Problem to work on ▸
Some lines in the entries contain the word "LedgerService". Copy all of them.

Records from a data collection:
------------------------------------------------

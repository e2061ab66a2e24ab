use thiserror::Error;

/// Unified error type for the finance-tracker-core library.
///
/// The ledger and aggregates never fail; these variants only come from the
/// outer surfaces (file-backed storage, encrypted backups, form submission).
#[derive(Debug, Error)]
pub enum CoreError {
    // ── Backup file format ──────────────────────────────────────────
    #[error("Invalid file format: {0}")]
    InvalidFileFormat(String),

    #[error("Unsupported file version: {0}")]
    UnsupportedVersion(u16),

    #[error("Encryption failed: {0}")]
    Encryption(String),

    #[error("Decryption failed — wrong password or corrupted backup")]
    Decryption,

    #[error("Serialization error: {0}")]
    Serialization(String),

    #[error("Deserialization error: {0}")]
    Deserialization(String),

    // ── Key-value storage ───────────────────────────────────────────
    #[error("File I/O error: {0}")]
    FileIO(String),

    #[error("Invalid storage key: {0:?}")]
    InvalidStorageKey(String),

    // ── Input ───────────────────────────────────────────────────────
    #[error("Validation failed: {0}")]
    ValidationError(String),
}

// ── Conversion helpers (From impls) ─────────────────────────────────

impl From<std::io::Error> for CoreError {
    fn from(e: std::io::Error) -> Self {
        CoreError::FileIO(e.to_string())
    }
}

impl From<bincode::Error> for CoreError {
    fn from(e: bincode::Error) -> Self {
        CoreError::Serialization(e.to_string())
    }
}

impl From<serde_json::Error> for CoreError {
    fn from(e: serde_json::Error) -> Self {
        CoreError::Deserialization(e.to_string())
    }
}

impl From<aes_gcm::Error> for CoreError {
    fn from(_: aes_gcm::Error) -> Self {
        CoreError::Decryption
    }
}
pub mod config;
pub mod errors;
pub mod logging;
pub mod models;
pub mod services;
pub mod storage;

use std::collections::HashMap;

use tracing::{info, warn};

use config::TrackerConfig;
use errors::CoreError;
use models::{
    currency::CurrencyRate,
    ledger::Ledger,
    summary::{CategoryTotal, DashboardSummary, MonthlyTotals},
    transaction::{NewTransaction, Transaction, TransactionId, TransactionType},
};
use services::{
    analytics_service::AnalyticsService, currency_service::CurrencyService,
    ledger_service::LedgerService,
};
use storage::{
    backup::{Backup, BackupManager},
    gateway::PersistenceGateway,
    kv::KeyValueStore,
};

/// Main entry point for the finance tracker core library.
///
/// Owns the session state (ledger + selected currency) and the store it is
/// persisted to. Every mutation is written back immediately; reads of
/// derived figures are recomputed from the current ledger on each call.
#[must_use]
pub struct FinanceTracker {
    ledger: Ledger,
    selected_currency: String,
    store: Box<dyn KeyValueStore>,
    gateway: PersistenceGateway,
    ledger_service: LedgerService,
    analytics_service: AnalyticsService,
    currency_service: CurrencyService,
}

impl std::fmt::Debug for FinanceTracker {
    fn fmt(&self, f: &mut std::fmt::Formatter<'_>) -> std::fmt::Result {
        f.debug_struct("FinanceTracker")
            .field("transactions", &self.ledger.len())
            .field("selected_currency", &self.selected_currency)
            .field("config", self.gateway.config())
            .finish()
    }
}

impl FinanceTracker {
    /// Load a session from `store` using the default storage keys.
    ///
    /// Missing or corrupt data yields an empty ledger and USD.
    pub fn open(store: Box<dyn KeyValueStore>) -> Self {
        Self::open_with_config(store, TrackerConfig::default())
    }

    /// Load a session from `store` using the keys and defaults in `config`.
    pub fn open_with_config(store: Box<dyn KeyValueStore>, config: TrackerConfig) -> Self {
        let gateway = PersistenceGateway::new(config);
        let ledger = gateway.load_ledger(store.as_ref());
        let selected_currency = gateway.load_selected_currency(store.as_ref());
        info!(
            transactions = ledger.len(),
            currency = %selected_currency,
            "finance tracker session loaded"
        );

        Self {
            ledger,
            selected_currency,
            store,
            gateway,
            ledger_service: LedgerService::new(),
            analytics_service: AnalyticsService::new(),
            currency_service: CurrencyService::new(),
        }
    }

    /// The backing store, e.g. to inspect what has been persisted.
    pub fn store(&self) -> &dyn KeyValueStore {
        self.store.as_ref()
    }

    pub fn config(&self) -> &TrackerConfig {
        self.gateway.config()
    }

    // ── Transactions ────────────────────────────────────────────────

    /// Record a transaction and persist the ledger. Returns the stored copy.
    pub fn add_transaction(&mut self, data: NewTransaction) -> Transaction {
        let transaction = self.ledger_service.add_transaction(&mut self.ledger, data);
        self.persist_ledger();
        transaction
    }

    /// Delete a transaction by id and persist the ledger.
    /// Unknown ids leave the ledger unchanged; returns whether one was removed.
    pub fn remove_transaction(&mut self, id: &TransactionId) -> bool {
        let removed = self.ledger_service.remove_transaction(&mut self.ledger, id);
        self.persist_ledger();
        removed
    }

    /// All transactions, most recently added first.
    #[must_use]
    pub fn transactions(&self) -> &[Transaction] {
        self.ledger_service.list(&self.ledger)
    }

    /// All transactions, newest date first.
    #[must_use]
    pub fn transactions_by_date(&self) -> Vec<&Transaction> {
        self.ledger_service.list_by_date(&self.ledger)
    }

    #[must_use]
    pub fn get_transaction(&self, id: &TransactionId) -> Option<&Transaction> {
        self.ledger_service.get(&self.ledger, id)
    }

    #[must_use]
    pub fn transactions_by_type(&self, kind: TransactionType) -> Vec<&Transaction> {
        self.ledger_service.filter_by_type(&self.ledger, kind)
    }

    /// Case-insensitive search over category and description.
    #[must_use]
    pub fn search_transactions(&self, query: &str) -> Vec<&Transaction> {
        self.ledger_service.search(&self.ledger, query)
    }

    #[must_use]
    pub fn transaction_count(&self) -> usize {
        self.ledger.len()
    }

    // ── Currency ────────────────────────────────────────────────────

    #[must_use]
    pub fn selected_currency(&self) -> &str {
        &self.selected_currency
    }

    /// Change the display currency and persist it.
    ///
    /// Any code is accepted; codes outside the table format with `$`.
    /// Recorded transaction amounts are not converted.
    pub fn set_selected_currency(&mut self, code: impl Into<String>) {
        let code: String = code.into();
        self.selected_currency = self.normalize_currency(&code);
        self.persist_currency();
    }

    /// Table entry for the selected currency (falls back to `$` / rate 1).
    pub fn selected_currency_info(&self) -> &'static CurrencyRate {
        self.currency_service.lookup(&self.selected_currency)
    }

    /// Every supported currency, for pickers.
    pub fn available_currencies(&self) -> &'static [CurrencyRate] {
        self.currency_service.all()
    }

    /// Format `amount` with the selected currency's symbol.
    #[must_use]
    pub fn format_amount(&self, amount: f64) -> String {
        self.currency_service.format(amount, &self.selected_currency)
    }

    /// Fixed-rate conversion between two table currencies.
    #[must_use]
    pub fn convert(&self, amount: f64, from_code: &str, to_code: &str) -> f64 {
        self.currency_service.convert(amount, from_code, to_code)
    }

    // ── Aggregates ──────────────────────────────────────────────────

    #[must_use]
    pub fn total_income(&self) -> f64 {
        self.analytics_service.total_income(&self.ledger.transactions)
    }

    #[must_use]
    pub fn total_expenses(&self) -> f64 {
        self.analytics_service.total_expenses(&self.ledger.transactions)
    }

    #[must_use]
    pub fn net_savings(&self) -> f64 {
        self.analytics_service.net_savings(&self.ledger.transactions)
    }

    #[must_use]
    pub fn savings_rate(&self) -> f64 {
        self.analytics_service.savings_rate(&self.ledger.transactions)
    }

    /// Dashboard figures labelled with the selected currency.
    pub fn summary(&self) -> DashboardSummary {
        self.analytics_service
            .summary(&self.ledger.transactions, &self.selected_currency)
    }

    #[must_use]
    pub fn expenses_by_category(&self) -> HashMap<String, f64> {
        self.analytics_service
            .expenses_by_category(&self.ledger.transactions)
    }

    #[must_use]
    pub fn category_breakdown(&self) -> Vec<CategoryTotal> {
        self.analytics_service
            .category_breakdown(&self.ledger.transactions)
    }

    #[must_use]
    pub fn monthly_totals(&self) -> Vec<MonthlyTotals> {
        self.analytics_service.monthly_totals(&self.ledger.transactions)
    }

    // ── Export / Backup ─────────────────────────────────────────────

    /// The ledger as pretty-printed JSON.
    pub fn export_json(&self) -> Result<String, CoreError> {
        serde_json::to_string_pretty(&self.ledger)
            .map_err(|e| CoreError::Serialization(format!("Failed to serialize ledger to JSON: {e}")))
    }

    /// The ledger as CSV.
    /// Columns: id, type, amount, category, description, date, currency
    #[must_use]
    pub fn export_csv(&self) -> String {
        let mut csv = String::from("id,type,amount,category,description,date,currency\n");
        for t in &self.ledger.transactions {
            csv.push_str(&format!(
                "{},{},{},{},{},{},{}\n",
                csv_field(t.id.as_str()),
                t.kind,
                t.amount,
                csv_field(&t.category),
                csv_field(t.description.as_deref().unwrap_or("")),
                t.date,
                csv_field(&t.currency),
            ));
        }
        csv
    }

    /// Encrypted snapshot of ledger and selected currency.
    pub fn export_backup(&self, password: &str) -> Result<Vec<u8>, CoreError> {
        self.export_backup_with(&BackupManager::new(), password)
    }

    /// Like [`export_backup`](Self::export_backup) with a caller-chosen manager
    /// (e.g. lighter KDF costs).
    pub fn export_backup_with(&self, manager: &BackupManager, password: &str) -> Result<Vec<u8>, CoreError> {
        let backup = Backup::new(self.ledger.transactions.clone(), self.selected_currency.clone());
        manager.seal(&backup, password)
    }

    /// Replace the session with a backup and persist both keys.
    /// On any error the current session is left untouched.
    /// Returns the number of transactions restored.
    pub fn import_backup(&mut self, data: &[u8], password: &str) -> Result<usize, CoreError> {
        let backup = BackupManager::new().open(data, password)?;

        let mut ledger = Ledger::from_transactions(backup.transactions);
        let dropped = ledger.dedup_ids();
        if dropped > 0 {
            warn!(dropped, "backup had duplicate ids");
        }
        let count = ledger.len();

        self.ledger = ledger;
        self.selected_currency = self.normalize_currency(&backup.selected_currency);
        self.persist_ledger();
        self.persist_currency();

        info!(transactions = count, created_at = %backup.created_at, "backup restored");
        Ok(count)
    }

    // ── Internal ────────────────────────────────────────────────────

    /// Trimmed code, or the configured default when blank.
    fn normalize_currency(&self, code: &str) -> String {
        let trimmed = code.trim();
        if trimmed.is_empty() {
            self.gateway.config().default_currency.clone()
        } else {
            trimmed.to_string()
        }
    }

    fn persist_ledger(&mut self) {
        if let Err(e) = self.gateway.save_ledger(self.store.as_mut(), &self.ledger) {
            warn!(error = %e, "failed to persist ledger");
        }
    }

    fn persist_currency(&mut self) {
        if let Err(e) = self
            .gateway
            .save_selected_currency(self.store.as_mut(), &self.selected_currency)
        {
            warn!(error = %e, "failed to persist selected currency");
        }
    }
}

/// Quote a CSV field if it contains a delimiter, a quote or a line break.
fn csv_field(value: &str) -> String {
    if value.contains([',', '"', '\n', '\r']) {
        format!("\"{}\"", value.replace('"', "\"\""))
    } else {
        value.to_string()
    }
}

------------------------------------------------

Output ▸
    ledger_service::LedgerService,
    ledger_service: LedgerService,
            ledger_service: LedgerService::new(),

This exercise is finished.